When in simulation mode, the new plot will appear under the “Plots” node, found directly under the well node.

When the data that are passed to kappa_sdk.Plot.add_existing_data() are of type kappa_sdk.Data (such as in this tutorial), the plot will automatically update when new data arrives. In this case, we only need to call the above code once. This can be done as shown in the code in Listing 14 below.

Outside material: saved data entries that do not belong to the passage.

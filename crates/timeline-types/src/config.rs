//! Configuration loading for the podcast timeline.
//!
//! Layered config: defaults -> config file -> env vars -> CLI flags.
//! The default config file lives at ~/.config/podcast-timeline/config.toml.

use config::{Config, Environment, File};
use directories::ProjectDirs;
use serde::{Deserialize, Serialize};
use std::path::PathBuf;

use crate::error::TimelineError;

/// Main application settings
#[derive(Debug, Clone, Serialize, Deserialize)]
pub struct Settings {
    /// Path to the JSON data file backing the store
    #[serde(default = "default_data_path")]
    pub data_path: String,

    /// Log level (trace, debug, info, warn, error)
    #[serde(default = "default_log_level")]
    pub log_level: String,

    /// Image shown when an event has no image and its episode no cover
    #[serde(default = "default_placeholder_image_url")]
    pub placeholder_image_url: String,

    /// Description length kept in hover tooltips
    #[serde(default = "default_tooltip_description_chars")]
    pub tooltip_description_chars: usize,

    /// Delay before a hover tooltip closes after the pointer leaves (ms)
    #[serde(default = "default_hover_dismiss_ms")]
    pub hover_dismiss_ms: u64,
}

fn default_data_path() -> String {
    ProjectDirs::from("", "", "podcast-timeline")
        .map(|p| p.data_local_dir().join("timeline.json"))
        .unwrap_or_else(|| PathBuf::from("./timeline.json"))
        .to_string_lossy()
        .to_string()
}

fn default_log_level() -> String {
    "info".to_string()
}

pub fn default_placeholder_image_url() -> String {
    "https://images.unsplash.com/photo-1526374965328-7f61d4dc18c5?w=400&h=400&fit=crop&crop=center"
        .to_string()
}

pub fn default_tooltip_description_chars() -> usize {
    80
}

pub fn default_hover_dismiss_ms() -> u64 {
    100
}

impl Default for Settings {
    fn default() -> Self {
        Self {
            data_path: default_data_path(),
            log_level: default_log_level(),
            placeholder_image_url: default_placeholder_image_url(),
            tooltip_description_chars: default_tooltip_description_chars(),
            hover_dismiss_ms: default_hover_dismiss_ms(),
        }
    }
}

impl Settings {
    /// Load settings with layered precedence:
    /// 1. Built-in defaults
    /// 2. Config file (~/.config/podcast-timeline/config.toml)
    /// 3. CLI-specified config file (optional)
    /// 4. Environment variables (TIMELINE_*)
    ///
    /// CLI flags should be applied by the caller after this returns.
    pub fn load(cli_config_path: Option<&str>) -> Result<Self, TimelineError> {
        let config_dir = ProjectDirs::from("", "", "podcast-timeline")
            .map(|p| p.config_dir().to_path_buf())
            .unwrap_or_else(|| PathBuf::from("."));

        let default_config_path = config_dir.join("config");

        let mut builder = Config::builder()
            .set_default("data_path", default_data_path())
            .map_err(|e| TimelineError::Config(e.to_string()))?
            .set_default("log_level", default_log_level())
            .map_err(|e| TimelineError::Config(e.to_string()))?
            .set_default("placeholder_image_url", default_placeholder_image_url())
            .map_err(|e| TimelineError::Config(e.to_string()))?
            .set_default(
                "tooltip_description_chars",
                default_tooltip_description_chars() as i64,
            )
            .map_err(|e| TimelineError::Config(e.to_string()))?
            .set_default("hover_dismiss_ms", default_hover_dismiss_ms() as i64)
            .map_err(|e| TimelineError::Config(e.to_string()))?
            .add_source(File::with_name(&default_config_path.to_string_lossy()).required(false));

        if let Some(path) = cli_config_path {
            builder = builder.add_source(File::with_name(path).required(true));
        }

        // Format: TIMELINE_DATA_PATH, TIMELINE_HOVER_DISMISS_MS, ...
        // Nested keys use "__" so field names keep their underscores.
        builder = builder.add_source(
            Environment::with_prefix("TIMELINE")
                .prefix_separator("_")
                .separator("__")
                .try_parsing(true),
        );

        let config = builder
            .build()
            .map_err(|e| TimelineError::Config(e.to_string()))?;

        let settings: Settings = config
            .try_deserialize()
            .map_err(|e| TimelineError::Config(e.to_string()))?;
        settings.validate()?;
        Ok(settings)
    }

    /// Validate configuration values.
    pub fn validate(&self) -> Result<(), TimelineError> {
        if self.data_path.trim().is_empty() {
            return Err(TimelineError::Config("data_path must not be empty".to_string()));
        }
        if self.tooltip_description_chars == 0 {
            return Err(TimelineError::Config(
                "tooltip_description_chars must be > 0".to_string(),
            ));
        }
        Ok(())
    }

    /// Expand ~ in data_path to the home directory
    pub fn expanded_data_path(&self) -> PathBuf {
        if let Some(rest) = self.data_path.strip_prefix("~/") {
            if let Some(base) = directories::BaseDirs::new() {
                return base.home_dir().join(rest);
            }
        }
        PathBuf::from(&self.data_path)
    }
}
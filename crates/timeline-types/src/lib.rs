//! # timeline-types
//!
//! Shared domain types for the podcast timeline.
//!
//! This crate defines the records exchanged with the data service:
//! - Episodes: podcast episodes anchored to a historical date
//! - Timeline events: sub-events nested inside an episode
//! - Advertisements: user-submitted ad images for the gallery
//! - Drafts: admin form submissions, validated before they reach the store
//! - Settings: layered configuration
//!
//! ## Usage
//!
//! ```rust
//! use chrono::NaiveDate;
//! use timeline_types::Episode;
//!
//! let date = NaiveDate::from_ymd_opt(1977, 9, 11).unwrap();
//! let episode = Episode::new("ep-1", "Atari 2600", date);
//! assert_eq!(episode.year, 1977);
//! ```

pub mod advertisement;
pub mod config;
pub mod draft;
pub mod episode;
pub mod error;

pub use advertisement::Advertisement;
pub use config::Settings;
pub use draft::{AdvertisementDraft, EpisodeDraft, TimelineEventDraft};
pub use episode::{parse_date, Episode, TimelineEvent, MAX_EVENT_DESCRIPTION_CHARS};
pub use error::TimelineError;
//! Year grouping.
//!
//! The single grouping engine behind every timeline rendering (desktop,
//! mobile, tooltip, year detail).
//!
//! Ordering:
//! - groups ascend by year, one group per year
//! - within a group, primary events come first, then secondary
//! - inside each category, ascending date, then event key
//!
//! The key tie-break makes the output independent of input order.

use std::cmp::Ordering;
use std::collections::BTreeMap;

use serde::Serialize;
use tracing::debug;

use timeline_types::Episode;

use crate::flatten::{flatten_episodes, FlattenedEvent};

/// All timeline events sharing one calendar year.
#[derive(Debug, Clone, Serialize)]
pub struct YearGroup<'a> {
    pub year: i32,

    /// Never empty when produced by [`group_by_year`]
    pub events: Vec<FlattenedEvent<'a>>,
}

impl<'a> YearGroup<'a> {
    pub fn len(&self) -> usize {
        self.events.len()
    }

    pub fn is_empty(&self) -> bool {
        self.events.is_empty()
    }

    /// Number of events shown for this year point.
    pub fn event_count(&self) -> usize {
        self.len()
    }

    /// Primary events (the episodes themselves), in group order.
    pub fn episodes(&self) -> impl Iterator<Item = &FlattenedEvent<'a>> {
        self.events.iter().filter(|e| e.is_primary)
    }

    /// Secondary events (nested historical events), in group order.
    pub fn historical_events(&self) -> impl Iterator<Item = &FlattenedEvent<'a>> {
        self.events.iter().filter(|e| !e.is_primary)
    }

    /// Whether at least one episode is anchored in this year.
    pub fn has_episode(&self) -> bool {
        self.events.iter().any(|e| e.is_primary)
    }

    /// Whether any member carries an approximate date.
    pub fn has_approximate_date(&self) -> bool {
        self.events.iter().any(|e| e.date_is_approximate)
    }
}

fn compare_within_year(a: &FlattenedEvent<'_>, b: &FlattenedEvent<'_>) -> Ordering {
    b.is_primary
        .cmp(&a.is_primary)
        .then_with(|| a.date.cmp(&b.date))
        .then_with(|| a.key.cmp(&b.key))
}

/// Group flattened events by year.
///
/// Empty input yields no groups. Single-event years are ordinary groups.
pub fn group_by_year(events: Vec<FlattenedEvent<'_>>) -> Vec<YearGroup<'_>> {
    let mut buckets: BTreeMap<i32, Vec<FlattenedEvent<'_>>> = BTreeMap::new();
    for event in events {
        buckets.entry(event.year).or_default().push(event);
    }

    let groups: Vec<YearGroup<'_>> = buckets
        .into_iter()
        .map(|(year, mut events)| {
            events.sort_by(compare_within_year);
            YearGroup { year, events }
        })
        .collect();

    debug!(groups = groups.len(), "Grouped timeline events by year");
    groups
}

/// Flatten and group in one pass, dropping unreadable records.
pub fn timeline_groups<'a, I>(episodes: I) -> Vec<YearGroup<'a>>
where
    I: IntoIterator<Item = &'a Episode>,
{
    group_by_year(flatten_episodes(episodes).events)
}

#[cfg(test)]
mod tests {
    use super::*;
    use chrono::NaiveDate;
    use timeline_types::TimelineEvent;

    use crate::event_key::EventKey;

    fn d(y: i32, m: u32, day: u32) -> NaiveDate {
        NaiveDate::from_ymd_opt(y, m, day).unwrap()
    }

    fn sample() -> Vec<Episode> {
        vec![
            Episode::new("a", "Atari 2600", d(1977, 9, 11)),
            Episode::new("b", "O Crash de 1983", d(1983, 12, 1))
                .with_timeline_events(vec![TimelineEvent::new("1", d(1977, 6, 1), "Arcade Boom")]),
        ]
    }

    fn keys(group: &YearGroup<'_>) -> Vec<String> {
        group.events.iter().map(|e| e.key.to_string()).collect()
    }

    #[test]
    fn test_nested_event_joins_its_own_year() {
        let episodes = sample();
        let groups = timeline_groups(&episodes);

        assert_eq!(groups.len(), 2);
        assert_eq!(groups[0].year, 1977);
        assert_eq!(groups[0].len(), 2);
        assert_eq!(groups[1].year, 1983);
        assert_eq!(groups[1].len(), 1);
        assert!(groups[1].events[0].is_primary);
        assert_eq!(groups[1].events[0].episode.id, "b");
    }

    #[test]
    fn test_primary_before_secondary_even_if_later() {
        let episodes = sample();
        let groups = timeline_groups(&episodes);

        // Arcade Boom (June) is earlier than Atari (September) but nested
        assert_eq!(keys(&groups[0]), vec!["event:a", "event:b:1"]);
    }

    #[test]
    fn test_primaries_sorted_by_date() {
        let episodes = vec![
            Episode::new("late", "Late", d(1985, 10, 18)),
            Episode::new("early", "Early", d(1985, 1, 2)),
        ];
        let groups = timeline_groups(&episodes);

        assert_eq!(keys(&groups[0]), vec!["event:early", "event:late"]);
    }

    #[test]
    fn test_secondaries_sorted_by_date() {
        let episodes = vec![Episode::new("x", "X", d(1990, 1, 1)).with_timeline_events(vec![
            TimelineEvent::new("z", d(1972, 11, 29), "Pong"),
            TimelineEvent::new("y", d(1972, 5, 24), "Magnavox Odyssey"),
        ])];
        let groups = timeline_groups(&episodes);

        assert_eq!(groups[0].year, 1972);
        assert_eq!(keys(&groups[0]), vec!["event:x:y", "event:x:z"]);
    }

    #[test]
    fn test_years_strictly_increasing_and_nothing_lost() {
        let episodes = vec![
            Episode::new("c", "C", d(1995, 12, 3)),
            Episode::new("a", "A", d(1972, 11, 29)).with_timeline_events(vec![
                TimelineEvent::new("1", d(1995, 1, 1), "N1"),
                TimelineEvent::new("2", d(1989, 1, 1), "N2"),
            ]),
            Episode::new("b", "B", d(1989, 8, 14)),
        ];
        let flat = flatten_episodes(&episodes);
        let total = flat.events.len();
        let groups = group_by_year(flat.events);

        assert!(groups.windows(2).all(|w| w[0].year < w[1].year));
        assert_eq!(groups.iter().map(YearGroup::len).sum::<usize>(), total);

        let mut seen: Vec<EventKey> = groups
            .iter()
            .flat_map(|g| g.events.iter().map(|e| e.key.clone()))
            .collect();
        seen.sort();
        seen.dedup();
        assert_eq!(seen.len(), total);
    }

    #[test]
    fn test_output_independent_of_input_order() {
        let forward = vec![
            Episode::new("a", "A", d(1985, 5, 5)),
            Episode::new("b", "B", d(1985, 5, 5)),
        ];
        let backward: Vec<Episode> = forward.iter().rev().cloned().collect();

        let g1 = timeline_groups(&forward);
        let g2 = timeline_groups(&backward);

        assert_eq!(keys(&g1[0]), keys(&g2[0]));
        assert_eq!(keys(&g1[0]), vec!["event:a", "event:b"]);
    }

    #[test]
    fn test_grouping_is_repeatable() {
        let episodes = sample();
        let first: Vec<Vec<String>> = timeline_groups(&episodes).iter().map(keys).collect();
        let second: Vec<Vec<String>> = timeline_groups(&episodes).iter().map(keys).collect();
        assert_eq!(first, second);
    }

    #[test]
    fn test_empty_input_no_groups() {
        assert!(group_by_year(Vec::new()).is_empty());
    }

    #[test]
    fn test_group_flags() {
        let episodes = vec![Episode::new("x", "X", d(1990, 1, 1)).with_timeline_events(vec![
            TimelineEvent::new("1", d(1972, 1, 1), "Pong").with_approximate_date(true),
        ])];
        let groups = timeline_groups(&episodes);

        let y1972 = &groups[0];
        assert!(!y1972.has_episode());
        assert!(y1972.has_approximate_date());
        assert_eq!(y1972.historical_events().count(), 1);

        let y1990 = &groups[1];
        assert!(y1990.has_episode());
        assert!(!y1990.has_approximate_date());
    }
}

Listing 14 Using the Context to plot only once#

this_task = services.user_task # <== Get a handle to the user task
plot_name = 'Cumulative production'
plot = next((x for x in this_task.plots if x.name == plot_name), None)
if plot is None:
    # Plot has not been created yet
    cumulative_data = next(x for x in this_task.outputs if x.vector_id == cumulative_vector_id)
    pane_name = 'Time vs Cumulative'
    new_plot = this_task.create_plot(plot_name, pane_name)  #  <== Create a new plot under the user task node with the plot name and pane name
    channel_name = 'Cumulative'
    series1 = new_plot.add_existing_data(cumulative_data, channel_name, show_symbols=False, show_lines=True)
    series1.set_lines_aspect(style=LineAspectEnum.solid)
    new_plot.update_plot()

Full tutorial code content#

Within the code fold you will find a full example of the tutorial, also available in the zip file. The code contains an example usage of delayed processing, as well as the use of JavaScript.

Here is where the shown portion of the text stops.